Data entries
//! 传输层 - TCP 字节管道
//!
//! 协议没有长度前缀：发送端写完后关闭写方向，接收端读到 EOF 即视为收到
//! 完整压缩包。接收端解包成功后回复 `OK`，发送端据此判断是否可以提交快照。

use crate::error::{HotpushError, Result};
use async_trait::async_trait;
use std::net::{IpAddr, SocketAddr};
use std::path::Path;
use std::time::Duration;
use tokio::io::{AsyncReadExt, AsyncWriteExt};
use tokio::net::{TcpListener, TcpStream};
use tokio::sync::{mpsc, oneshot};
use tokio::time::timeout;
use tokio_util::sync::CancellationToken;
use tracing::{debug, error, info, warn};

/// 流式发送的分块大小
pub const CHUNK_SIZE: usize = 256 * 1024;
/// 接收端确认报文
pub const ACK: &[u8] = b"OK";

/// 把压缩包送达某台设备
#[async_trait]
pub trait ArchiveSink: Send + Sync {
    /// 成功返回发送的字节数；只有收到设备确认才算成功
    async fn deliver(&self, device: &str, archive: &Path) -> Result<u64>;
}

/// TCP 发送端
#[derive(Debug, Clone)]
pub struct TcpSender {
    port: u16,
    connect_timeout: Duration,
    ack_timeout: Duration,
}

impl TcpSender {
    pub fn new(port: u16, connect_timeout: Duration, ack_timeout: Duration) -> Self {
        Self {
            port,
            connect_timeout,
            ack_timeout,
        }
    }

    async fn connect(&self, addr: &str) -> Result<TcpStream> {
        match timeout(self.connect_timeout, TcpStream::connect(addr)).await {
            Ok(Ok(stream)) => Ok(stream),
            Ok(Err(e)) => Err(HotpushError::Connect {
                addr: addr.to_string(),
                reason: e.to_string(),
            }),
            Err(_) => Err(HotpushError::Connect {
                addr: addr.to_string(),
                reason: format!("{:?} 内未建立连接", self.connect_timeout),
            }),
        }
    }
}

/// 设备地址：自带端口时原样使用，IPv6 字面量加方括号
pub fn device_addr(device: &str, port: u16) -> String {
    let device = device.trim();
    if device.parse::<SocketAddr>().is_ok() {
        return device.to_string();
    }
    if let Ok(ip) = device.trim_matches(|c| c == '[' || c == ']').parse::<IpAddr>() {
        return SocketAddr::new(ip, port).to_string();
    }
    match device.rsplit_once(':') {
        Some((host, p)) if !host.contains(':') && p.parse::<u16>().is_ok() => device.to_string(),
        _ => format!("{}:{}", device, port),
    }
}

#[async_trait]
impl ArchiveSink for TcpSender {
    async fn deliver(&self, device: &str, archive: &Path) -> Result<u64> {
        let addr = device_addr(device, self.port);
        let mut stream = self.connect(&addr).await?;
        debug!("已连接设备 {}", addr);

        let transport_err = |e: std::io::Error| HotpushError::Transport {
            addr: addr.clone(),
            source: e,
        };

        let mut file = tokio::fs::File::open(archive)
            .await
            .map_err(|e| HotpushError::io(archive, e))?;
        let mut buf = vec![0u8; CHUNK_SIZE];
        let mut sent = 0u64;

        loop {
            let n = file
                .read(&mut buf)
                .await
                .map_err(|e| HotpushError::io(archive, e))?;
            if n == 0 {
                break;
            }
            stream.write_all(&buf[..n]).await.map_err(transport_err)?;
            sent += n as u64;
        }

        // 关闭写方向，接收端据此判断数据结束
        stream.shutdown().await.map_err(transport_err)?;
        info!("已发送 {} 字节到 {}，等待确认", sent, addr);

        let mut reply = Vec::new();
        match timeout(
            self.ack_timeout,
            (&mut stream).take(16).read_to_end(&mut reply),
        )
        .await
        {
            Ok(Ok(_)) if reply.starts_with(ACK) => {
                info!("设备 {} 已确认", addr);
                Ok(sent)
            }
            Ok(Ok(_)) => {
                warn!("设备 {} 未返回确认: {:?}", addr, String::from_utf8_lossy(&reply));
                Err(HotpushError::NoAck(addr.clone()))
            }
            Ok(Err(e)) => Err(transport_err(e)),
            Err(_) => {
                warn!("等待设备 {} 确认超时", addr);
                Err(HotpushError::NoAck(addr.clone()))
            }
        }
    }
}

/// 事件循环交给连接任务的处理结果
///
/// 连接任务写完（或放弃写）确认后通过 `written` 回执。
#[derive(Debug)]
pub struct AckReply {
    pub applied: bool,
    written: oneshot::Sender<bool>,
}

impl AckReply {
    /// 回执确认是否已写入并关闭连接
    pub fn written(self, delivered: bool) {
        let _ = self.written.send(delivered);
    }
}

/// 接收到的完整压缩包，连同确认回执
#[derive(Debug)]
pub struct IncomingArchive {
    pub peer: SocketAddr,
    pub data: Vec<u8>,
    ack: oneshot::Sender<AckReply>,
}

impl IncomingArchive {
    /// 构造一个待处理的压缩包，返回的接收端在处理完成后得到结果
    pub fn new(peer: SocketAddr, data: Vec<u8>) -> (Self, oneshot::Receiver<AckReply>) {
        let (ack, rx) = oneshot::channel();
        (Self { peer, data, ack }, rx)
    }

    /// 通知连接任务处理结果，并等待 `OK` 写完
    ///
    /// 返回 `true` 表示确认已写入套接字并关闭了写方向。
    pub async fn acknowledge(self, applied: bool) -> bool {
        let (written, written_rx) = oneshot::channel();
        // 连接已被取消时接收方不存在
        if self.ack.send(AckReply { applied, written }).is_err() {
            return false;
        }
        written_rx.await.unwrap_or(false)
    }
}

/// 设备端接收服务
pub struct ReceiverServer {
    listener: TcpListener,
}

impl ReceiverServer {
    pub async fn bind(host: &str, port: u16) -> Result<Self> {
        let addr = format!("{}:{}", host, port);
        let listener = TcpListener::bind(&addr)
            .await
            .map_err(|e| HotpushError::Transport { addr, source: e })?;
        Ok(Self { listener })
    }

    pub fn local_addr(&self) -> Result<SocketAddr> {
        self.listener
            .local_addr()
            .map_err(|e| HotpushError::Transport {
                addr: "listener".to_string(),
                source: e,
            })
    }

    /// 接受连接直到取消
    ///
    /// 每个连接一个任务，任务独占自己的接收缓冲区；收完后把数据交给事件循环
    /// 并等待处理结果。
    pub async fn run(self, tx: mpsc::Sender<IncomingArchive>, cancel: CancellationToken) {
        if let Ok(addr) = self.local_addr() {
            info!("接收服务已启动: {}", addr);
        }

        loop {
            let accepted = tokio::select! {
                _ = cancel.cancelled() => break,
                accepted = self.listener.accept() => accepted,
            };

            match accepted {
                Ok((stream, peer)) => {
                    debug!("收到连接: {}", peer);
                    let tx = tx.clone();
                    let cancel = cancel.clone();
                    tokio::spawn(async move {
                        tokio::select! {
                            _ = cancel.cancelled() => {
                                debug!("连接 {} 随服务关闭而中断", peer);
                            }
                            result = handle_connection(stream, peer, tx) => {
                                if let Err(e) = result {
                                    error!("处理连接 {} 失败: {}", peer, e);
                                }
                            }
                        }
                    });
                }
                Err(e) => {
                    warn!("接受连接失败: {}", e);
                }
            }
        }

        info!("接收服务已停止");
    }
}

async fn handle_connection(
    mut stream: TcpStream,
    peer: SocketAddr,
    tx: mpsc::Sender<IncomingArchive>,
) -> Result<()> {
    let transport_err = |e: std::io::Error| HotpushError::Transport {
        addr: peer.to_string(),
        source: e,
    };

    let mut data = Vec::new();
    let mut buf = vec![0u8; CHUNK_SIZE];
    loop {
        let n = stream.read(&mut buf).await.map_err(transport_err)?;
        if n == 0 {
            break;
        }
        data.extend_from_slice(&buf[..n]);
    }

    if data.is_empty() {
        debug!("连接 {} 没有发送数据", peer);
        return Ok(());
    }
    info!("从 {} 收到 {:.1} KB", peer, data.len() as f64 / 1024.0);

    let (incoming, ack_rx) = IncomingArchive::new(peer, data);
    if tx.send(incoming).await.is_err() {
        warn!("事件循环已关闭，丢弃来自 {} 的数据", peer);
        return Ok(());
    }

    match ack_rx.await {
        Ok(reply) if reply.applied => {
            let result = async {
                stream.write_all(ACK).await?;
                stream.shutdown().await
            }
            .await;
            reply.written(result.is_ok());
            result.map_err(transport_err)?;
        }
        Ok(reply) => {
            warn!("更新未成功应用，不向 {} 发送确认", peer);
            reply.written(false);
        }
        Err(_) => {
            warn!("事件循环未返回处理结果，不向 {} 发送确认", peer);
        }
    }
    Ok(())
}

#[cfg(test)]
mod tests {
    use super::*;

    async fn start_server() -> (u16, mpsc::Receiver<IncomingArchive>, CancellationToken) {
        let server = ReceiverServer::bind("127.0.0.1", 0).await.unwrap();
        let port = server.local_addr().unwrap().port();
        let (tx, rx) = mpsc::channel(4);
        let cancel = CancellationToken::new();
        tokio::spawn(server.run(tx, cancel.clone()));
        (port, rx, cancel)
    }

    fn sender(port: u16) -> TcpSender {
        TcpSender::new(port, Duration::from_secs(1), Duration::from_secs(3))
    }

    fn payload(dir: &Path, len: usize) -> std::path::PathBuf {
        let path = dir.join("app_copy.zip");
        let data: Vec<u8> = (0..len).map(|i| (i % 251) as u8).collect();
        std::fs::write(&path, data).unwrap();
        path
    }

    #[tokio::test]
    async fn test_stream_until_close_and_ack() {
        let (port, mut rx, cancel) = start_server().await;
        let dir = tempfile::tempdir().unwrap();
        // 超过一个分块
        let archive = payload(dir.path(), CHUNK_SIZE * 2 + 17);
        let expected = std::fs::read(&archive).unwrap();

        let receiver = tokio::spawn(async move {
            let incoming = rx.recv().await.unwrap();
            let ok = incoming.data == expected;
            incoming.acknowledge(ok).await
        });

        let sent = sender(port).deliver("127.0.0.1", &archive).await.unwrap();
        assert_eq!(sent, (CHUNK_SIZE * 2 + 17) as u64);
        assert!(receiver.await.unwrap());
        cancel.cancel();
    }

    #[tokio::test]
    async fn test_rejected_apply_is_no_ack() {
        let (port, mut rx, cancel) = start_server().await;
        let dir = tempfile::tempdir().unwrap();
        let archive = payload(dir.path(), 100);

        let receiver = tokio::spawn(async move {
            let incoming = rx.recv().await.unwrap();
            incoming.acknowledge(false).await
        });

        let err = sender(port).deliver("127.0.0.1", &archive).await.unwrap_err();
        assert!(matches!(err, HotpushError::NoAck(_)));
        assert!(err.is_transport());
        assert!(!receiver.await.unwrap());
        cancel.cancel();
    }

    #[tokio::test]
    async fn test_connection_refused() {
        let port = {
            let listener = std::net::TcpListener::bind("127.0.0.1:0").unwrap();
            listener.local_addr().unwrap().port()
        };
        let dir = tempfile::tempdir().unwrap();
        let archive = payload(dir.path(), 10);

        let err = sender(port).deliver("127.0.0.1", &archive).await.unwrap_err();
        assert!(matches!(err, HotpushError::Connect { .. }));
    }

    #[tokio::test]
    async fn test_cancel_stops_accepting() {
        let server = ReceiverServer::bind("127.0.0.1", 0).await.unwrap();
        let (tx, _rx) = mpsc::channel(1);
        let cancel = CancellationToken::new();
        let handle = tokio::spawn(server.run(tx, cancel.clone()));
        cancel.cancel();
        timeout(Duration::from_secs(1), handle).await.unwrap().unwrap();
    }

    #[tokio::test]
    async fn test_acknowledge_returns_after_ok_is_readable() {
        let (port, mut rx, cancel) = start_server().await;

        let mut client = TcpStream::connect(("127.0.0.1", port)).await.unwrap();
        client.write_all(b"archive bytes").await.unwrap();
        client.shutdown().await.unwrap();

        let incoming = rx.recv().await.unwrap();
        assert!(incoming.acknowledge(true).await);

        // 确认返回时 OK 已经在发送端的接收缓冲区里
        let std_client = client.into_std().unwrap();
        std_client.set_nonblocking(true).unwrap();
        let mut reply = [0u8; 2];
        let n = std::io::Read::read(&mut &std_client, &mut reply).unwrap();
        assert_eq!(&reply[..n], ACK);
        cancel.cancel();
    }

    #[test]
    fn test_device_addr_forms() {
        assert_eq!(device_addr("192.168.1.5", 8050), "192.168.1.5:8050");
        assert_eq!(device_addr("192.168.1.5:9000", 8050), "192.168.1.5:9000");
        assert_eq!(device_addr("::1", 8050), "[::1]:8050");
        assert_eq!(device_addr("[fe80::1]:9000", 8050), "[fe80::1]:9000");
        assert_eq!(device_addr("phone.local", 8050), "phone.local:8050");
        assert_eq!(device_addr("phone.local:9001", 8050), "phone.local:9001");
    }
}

▸ Task directions
If a line in the records contains "info", report it.

▸ Answer below
use tracing::{debug, error, info, warn};
        info!("已发送 {} 字节到 {}，等待确认", sent, addr);
                info!("设备 {} 已确认", addr);
            info!("接收服务已启动: {}", addr);
        info!("接收服务已停止");
    info!("从 {} 收到 {:.1} KB", peer, data.len() as f64 / 1024.0);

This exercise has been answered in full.